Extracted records
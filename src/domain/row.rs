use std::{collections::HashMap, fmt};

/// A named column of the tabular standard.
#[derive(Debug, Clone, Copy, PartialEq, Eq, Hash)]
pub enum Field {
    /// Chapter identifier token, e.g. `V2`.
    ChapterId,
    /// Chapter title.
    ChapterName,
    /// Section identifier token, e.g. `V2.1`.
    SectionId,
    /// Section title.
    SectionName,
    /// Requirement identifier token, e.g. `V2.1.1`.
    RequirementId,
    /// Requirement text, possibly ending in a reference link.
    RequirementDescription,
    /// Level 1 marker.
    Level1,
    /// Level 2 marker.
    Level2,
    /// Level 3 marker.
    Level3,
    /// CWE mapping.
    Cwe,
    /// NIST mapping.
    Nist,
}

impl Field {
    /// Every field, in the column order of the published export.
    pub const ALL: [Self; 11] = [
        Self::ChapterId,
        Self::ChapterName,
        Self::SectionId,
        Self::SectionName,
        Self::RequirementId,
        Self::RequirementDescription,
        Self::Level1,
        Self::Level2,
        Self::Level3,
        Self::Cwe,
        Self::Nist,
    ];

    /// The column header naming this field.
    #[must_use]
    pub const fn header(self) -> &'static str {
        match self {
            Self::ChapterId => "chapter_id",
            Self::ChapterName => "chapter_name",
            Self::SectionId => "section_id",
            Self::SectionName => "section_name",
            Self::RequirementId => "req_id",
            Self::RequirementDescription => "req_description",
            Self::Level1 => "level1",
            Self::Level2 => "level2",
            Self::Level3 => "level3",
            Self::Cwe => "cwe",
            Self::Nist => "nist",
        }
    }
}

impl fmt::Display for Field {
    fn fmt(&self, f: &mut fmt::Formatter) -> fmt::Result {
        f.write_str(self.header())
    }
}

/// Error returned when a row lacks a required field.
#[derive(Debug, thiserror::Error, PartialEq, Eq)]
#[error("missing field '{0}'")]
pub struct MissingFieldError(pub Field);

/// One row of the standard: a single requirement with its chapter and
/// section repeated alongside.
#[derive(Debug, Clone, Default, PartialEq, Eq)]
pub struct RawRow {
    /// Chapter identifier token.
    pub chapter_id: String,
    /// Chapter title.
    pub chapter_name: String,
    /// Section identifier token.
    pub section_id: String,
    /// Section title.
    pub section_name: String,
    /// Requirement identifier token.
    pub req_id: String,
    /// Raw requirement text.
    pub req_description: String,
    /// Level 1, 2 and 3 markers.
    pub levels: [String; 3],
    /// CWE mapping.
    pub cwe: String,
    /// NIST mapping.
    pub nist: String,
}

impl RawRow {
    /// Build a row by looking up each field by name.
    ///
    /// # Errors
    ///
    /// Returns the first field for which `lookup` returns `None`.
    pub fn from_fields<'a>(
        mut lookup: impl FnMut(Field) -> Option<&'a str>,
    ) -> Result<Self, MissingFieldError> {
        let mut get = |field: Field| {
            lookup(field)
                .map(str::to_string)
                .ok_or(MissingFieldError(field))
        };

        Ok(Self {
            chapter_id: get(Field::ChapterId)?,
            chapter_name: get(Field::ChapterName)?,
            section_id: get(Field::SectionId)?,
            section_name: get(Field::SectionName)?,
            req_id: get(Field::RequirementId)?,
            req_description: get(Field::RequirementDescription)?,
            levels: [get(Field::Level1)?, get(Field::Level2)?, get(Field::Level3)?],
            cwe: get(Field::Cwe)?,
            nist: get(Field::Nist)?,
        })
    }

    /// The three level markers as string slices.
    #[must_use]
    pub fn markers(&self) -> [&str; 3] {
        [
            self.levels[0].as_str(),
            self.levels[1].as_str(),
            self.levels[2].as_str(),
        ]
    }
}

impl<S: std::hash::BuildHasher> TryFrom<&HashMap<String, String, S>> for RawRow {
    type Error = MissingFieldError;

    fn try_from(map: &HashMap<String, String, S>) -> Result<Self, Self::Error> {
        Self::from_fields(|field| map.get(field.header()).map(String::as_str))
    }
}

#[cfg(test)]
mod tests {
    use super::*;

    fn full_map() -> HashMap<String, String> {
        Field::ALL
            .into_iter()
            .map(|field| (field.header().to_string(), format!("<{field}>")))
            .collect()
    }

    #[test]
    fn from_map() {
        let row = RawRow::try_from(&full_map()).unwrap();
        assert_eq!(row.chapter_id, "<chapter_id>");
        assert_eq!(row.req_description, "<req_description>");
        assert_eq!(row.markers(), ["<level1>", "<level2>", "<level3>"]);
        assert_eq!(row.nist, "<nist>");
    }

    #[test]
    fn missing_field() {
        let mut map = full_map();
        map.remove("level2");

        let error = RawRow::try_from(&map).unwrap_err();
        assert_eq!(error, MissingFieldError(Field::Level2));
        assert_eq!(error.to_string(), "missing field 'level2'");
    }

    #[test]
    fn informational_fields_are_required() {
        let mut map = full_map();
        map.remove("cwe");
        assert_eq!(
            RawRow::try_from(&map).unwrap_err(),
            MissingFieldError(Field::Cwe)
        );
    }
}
---
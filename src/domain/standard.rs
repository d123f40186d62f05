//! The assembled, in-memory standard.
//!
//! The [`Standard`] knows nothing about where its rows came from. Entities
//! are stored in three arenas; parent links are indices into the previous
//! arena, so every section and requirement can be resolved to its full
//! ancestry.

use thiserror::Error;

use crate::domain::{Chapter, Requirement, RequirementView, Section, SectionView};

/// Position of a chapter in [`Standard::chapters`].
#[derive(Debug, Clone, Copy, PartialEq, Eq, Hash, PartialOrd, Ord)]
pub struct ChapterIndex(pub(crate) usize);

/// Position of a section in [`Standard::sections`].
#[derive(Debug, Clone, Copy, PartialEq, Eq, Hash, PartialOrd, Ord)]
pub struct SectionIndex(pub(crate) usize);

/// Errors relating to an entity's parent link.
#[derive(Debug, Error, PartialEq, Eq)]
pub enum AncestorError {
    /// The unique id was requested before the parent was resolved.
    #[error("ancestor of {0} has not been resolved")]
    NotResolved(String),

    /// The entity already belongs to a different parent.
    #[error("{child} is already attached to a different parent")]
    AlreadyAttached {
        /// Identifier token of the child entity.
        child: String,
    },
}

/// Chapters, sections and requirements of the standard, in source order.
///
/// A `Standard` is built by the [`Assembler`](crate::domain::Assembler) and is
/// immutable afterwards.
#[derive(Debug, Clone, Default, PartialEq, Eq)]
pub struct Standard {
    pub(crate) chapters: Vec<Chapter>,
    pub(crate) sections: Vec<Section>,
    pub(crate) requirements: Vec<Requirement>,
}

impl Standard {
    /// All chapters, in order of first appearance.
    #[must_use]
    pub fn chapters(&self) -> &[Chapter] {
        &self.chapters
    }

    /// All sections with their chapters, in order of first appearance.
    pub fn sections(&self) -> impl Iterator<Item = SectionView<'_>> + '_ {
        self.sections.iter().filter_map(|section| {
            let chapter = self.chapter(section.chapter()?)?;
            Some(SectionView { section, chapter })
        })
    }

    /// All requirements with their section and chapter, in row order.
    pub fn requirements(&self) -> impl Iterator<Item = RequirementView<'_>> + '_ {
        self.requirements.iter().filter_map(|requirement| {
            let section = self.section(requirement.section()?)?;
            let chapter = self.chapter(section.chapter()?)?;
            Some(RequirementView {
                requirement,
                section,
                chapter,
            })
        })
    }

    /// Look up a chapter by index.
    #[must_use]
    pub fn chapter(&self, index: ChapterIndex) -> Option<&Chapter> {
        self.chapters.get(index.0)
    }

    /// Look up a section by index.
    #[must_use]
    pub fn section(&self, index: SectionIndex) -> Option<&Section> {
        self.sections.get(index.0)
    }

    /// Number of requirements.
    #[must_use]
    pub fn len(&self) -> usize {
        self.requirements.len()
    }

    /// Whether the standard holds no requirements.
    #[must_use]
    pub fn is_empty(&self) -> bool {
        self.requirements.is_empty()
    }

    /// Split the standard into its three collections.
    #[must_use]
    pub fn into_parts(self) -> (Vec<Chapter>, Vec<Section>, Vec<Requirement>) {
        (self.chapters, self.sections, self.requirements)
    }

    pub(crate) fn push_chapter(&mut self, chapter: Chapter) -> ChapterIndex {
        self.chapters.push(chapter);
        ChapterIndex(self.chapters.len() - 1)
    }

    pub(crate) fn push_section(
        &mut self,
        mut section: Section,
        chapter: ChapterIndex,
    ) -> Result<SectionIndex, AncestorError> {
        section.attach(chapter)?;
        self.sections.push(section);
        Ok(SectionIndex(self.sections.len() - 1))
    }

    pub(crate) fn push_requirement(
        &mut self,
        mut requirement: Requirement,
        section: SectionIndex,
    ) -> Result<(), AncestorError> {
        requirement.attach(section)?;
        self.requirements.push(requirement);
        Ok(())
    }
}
--
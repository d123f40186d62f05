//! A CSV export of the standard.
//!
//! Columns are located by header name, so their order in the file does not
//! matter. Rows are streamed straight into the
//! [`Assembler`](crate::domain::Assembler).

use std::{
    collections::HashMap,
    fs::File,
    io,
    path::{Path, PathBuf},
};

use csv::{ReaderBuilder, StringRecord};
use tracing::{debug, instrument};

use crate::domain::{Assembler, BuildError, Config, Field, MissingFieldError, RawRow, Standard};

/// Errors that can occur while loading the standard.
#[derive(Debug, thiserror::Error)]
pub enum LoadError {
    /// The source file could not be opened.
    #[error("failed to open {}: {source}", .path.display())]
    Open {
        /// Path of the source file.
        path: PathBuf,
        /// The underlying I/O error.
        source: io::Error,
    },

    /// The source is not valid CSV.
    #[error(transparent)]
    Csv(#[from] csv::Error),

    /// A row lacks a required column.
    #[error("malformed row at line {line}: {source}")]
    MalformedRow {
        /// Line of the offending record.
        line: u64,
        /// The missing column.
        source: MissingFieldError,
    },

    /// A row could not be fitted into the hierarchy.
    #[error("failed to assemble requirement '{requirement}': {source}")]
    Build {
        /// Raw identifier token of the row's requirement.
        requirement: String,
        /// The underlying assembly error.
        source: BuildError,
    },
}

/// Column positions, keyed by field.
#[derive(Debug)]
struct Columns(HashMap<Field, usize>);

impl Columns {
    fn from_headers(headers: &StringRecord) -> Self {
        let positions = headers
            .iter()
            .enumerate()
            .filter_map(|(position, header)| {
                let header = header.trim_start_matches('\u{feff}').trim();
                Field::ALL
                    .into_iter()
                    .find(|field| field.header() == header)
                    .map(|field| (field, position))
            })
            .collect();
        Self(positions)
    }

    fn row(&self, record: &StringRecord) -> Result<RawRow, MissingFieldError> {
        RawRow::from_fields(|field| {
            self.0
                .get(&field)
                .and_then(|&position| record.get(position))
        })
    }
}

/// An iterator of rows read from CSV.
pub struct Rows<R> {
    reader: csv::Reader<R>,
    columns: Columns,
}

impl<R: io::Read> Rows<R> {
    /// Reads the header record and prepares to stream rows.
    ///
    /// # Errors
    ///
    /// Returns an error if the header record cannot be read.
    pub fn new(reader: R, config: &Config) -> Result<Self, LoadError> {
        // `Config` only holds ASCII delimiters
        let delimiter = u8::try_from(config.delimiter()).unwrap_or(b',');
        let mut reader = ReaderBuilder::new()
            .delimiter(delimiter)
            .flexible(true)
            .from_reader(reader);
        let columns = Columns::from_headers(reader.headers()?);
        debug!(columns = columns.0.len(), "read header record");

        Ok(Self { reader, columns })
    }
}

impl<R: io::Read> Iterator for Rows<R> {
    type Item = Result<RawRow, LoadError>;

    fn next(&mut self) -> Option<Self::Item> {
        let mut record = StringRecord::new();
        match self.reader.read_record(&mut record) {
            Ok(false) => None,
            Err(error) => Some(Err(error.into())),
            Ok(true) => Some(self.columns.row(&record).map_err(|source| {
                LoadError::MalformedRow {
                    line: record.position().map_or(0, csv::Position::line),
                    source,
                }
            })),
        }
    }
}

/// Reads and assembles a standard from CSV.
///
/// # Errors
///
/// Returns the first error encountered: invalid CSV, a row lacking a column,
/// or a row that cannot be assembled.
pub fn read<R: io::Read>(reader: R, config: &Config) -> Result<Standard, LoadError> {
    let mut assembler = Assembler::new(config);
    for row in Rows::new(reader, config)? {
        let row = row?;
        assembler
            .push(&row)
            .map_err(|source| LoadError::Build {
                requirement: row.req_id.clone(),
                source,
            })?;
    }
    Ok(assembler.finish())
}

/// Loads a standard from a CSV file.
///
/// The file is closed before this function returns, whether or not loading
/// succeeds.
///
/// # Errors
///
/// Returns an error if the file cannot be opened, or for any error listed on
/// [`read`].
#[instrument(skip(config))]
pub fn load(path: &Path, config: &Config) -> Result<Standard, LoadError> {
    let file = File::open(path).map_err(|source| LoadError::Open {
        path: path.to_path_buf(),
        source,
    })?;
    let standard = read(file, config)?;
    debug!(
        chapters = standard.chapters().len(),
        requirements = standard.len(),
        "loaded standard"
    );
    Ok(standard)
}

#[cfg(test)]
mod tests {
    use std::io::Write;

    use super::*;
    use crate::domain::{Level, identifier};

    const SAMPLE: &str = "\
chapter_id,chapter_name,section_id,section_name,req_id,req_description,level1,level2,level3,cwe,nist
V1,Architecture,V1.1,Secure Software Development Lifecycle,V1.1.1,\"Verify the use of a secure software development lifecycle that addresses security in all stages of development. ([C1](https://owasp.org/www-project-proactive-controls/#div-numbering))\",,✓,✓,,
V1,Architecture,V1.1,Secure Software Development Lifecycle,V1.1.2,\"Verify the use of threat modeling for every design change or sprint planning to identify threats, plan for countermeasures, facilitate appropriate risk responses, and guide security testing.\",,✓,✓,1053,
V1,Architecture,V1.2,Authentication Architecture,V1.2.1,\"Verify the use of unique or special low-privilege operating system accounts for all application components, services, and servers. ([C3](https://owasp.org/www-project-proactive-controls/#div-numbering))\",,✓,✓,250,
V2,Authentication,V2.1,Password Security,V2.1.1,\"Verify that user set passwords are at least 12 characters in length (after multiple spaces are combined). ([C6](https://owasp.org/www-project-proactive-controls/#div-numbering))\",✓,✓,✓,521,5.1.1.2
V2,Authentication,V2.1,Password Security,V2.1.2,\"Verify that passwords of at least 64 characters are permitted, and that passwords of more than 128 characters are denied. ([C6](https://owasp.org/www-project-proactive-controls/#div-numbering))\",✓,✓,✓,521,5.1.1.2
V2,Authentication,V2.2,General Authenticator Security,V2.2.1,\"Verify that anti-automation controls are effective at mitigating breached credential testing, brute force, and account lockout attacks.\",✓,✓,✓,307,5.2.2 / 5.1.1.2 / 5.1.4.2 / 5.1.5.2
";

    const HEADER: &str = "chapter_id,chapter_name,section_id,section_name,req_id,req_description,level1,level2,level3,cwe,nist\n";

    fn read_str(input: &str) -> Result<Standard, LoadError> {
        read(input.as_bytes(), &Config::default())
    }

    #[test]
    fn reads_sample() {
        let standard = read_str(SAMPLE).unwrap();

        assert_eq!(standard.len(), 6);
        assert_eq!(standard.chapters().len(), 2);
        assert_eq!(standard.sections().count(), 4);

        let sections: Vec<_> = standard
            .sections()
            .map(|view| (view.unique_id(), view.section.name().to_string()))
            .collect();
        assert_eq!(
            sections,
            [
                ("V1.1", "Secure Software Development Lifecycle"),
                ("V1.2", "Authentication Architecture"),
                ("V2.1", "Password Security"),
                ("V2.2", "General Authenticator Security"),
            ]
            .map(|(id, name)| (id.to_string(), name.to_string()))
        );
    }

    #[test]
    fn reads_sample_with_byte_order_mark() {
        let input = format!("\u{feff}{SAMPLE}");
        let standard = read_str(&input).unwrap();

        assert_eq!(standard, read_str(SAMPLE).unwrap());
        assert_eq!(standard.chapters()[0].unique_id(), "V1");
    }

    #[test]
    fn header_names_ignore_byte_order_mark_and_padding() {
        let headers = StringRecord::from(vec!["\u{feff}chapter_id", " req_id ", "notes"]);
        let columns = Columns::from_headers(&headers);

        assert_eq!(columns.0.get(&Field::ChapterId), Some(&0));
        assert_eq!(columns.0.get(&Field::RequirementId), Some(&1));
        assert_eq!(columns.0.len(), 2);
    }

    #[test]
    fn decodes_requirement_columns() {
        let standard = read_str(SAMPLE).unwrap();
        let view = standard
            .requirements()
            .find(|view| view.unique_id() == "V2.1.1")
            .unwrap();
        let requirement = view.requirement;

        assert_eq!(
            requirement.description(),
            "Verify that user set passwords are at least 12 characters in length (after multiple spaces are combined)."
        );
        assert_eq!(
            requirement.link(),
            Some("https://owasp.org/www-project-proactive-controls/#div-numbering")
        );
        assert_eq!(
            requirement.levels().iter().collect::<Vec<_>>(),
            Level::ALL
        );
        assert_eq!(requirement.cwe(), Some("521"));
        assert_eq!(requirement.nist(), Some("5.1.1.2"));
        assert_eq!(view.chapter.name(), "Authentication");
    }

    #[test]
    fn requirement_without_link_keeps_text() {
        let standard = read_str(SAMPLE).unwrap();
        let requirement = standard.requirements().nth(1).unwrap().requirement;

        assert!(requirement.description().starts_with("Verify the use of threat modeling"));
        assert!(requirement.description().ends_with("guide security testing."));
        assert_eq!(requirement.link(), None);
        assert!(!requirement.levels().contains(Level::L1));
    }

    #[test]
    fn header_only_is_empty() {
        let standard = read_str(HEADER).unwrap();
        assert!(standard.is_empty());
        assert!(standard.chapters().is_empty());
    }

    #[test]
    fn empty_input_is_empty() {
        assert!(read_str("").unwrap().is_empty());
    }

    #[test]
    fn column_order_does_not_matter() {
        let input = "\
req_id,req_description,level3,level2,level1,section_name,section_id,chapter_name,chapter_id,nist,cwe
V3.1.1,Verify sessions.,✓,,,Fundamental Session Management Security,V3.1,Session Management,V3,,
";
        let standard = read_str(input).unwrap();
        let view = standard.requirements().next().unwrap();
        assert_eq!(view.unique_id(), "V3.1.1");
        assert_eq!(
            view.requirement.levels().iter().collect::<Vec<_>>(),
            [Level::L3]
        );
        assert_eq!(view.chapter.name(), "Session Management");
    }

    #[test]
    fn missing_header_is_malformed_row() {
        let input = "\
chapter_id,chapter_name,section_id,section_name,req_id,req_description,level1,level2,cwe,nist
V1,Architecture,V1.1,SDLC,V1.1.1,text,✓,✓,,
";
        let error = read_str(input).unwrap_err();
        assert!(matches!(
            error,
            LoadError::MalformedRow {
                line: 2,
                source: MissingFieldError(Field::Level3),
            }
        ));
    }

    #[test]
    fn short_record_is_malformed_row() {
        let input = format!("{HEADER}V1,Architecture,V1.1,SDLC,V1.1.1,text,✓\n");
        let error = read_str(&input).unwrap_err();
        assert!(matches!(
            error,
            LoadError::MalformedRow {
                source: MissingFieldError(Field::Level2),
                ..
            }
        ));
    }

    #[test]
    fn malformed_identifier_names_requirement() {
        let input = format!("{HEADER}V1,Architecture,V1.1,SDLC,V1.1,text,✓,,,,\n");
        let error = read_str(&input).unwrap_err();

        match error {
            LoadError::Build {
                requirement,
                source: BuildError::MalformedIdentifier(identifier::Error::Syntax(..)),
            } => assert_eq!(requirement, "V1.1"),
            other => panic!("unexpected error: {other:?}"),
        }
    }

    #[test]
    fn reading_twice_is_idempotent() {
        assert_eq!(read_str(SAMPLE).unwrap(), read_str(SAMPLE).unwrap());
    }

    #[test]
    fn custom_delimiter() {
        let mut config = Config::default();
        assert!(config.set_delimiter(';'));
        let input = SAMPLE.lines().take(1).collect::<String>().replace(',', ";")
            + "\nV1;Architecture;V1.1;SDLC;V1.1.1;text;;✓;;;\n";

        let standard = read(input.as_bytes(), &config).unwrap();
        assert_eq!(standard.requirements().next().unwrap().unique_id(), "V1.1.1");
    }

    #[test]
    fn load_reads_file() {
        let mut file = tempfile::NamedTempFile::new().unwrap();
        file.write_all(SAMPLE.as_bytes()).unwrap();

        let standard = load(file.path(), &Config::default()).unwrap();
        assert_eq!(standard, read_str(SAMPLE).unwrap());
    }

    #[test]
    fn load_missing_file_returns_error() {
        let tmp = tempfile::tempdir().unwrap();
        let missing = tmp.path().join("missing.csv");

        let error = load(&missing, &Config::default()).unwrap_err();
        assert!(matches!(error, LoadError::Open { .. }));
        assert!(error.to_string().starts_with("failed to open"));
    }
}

**Work instructions**
Give only the count of lines in the data that include the string "HashMap".

**Output below**
6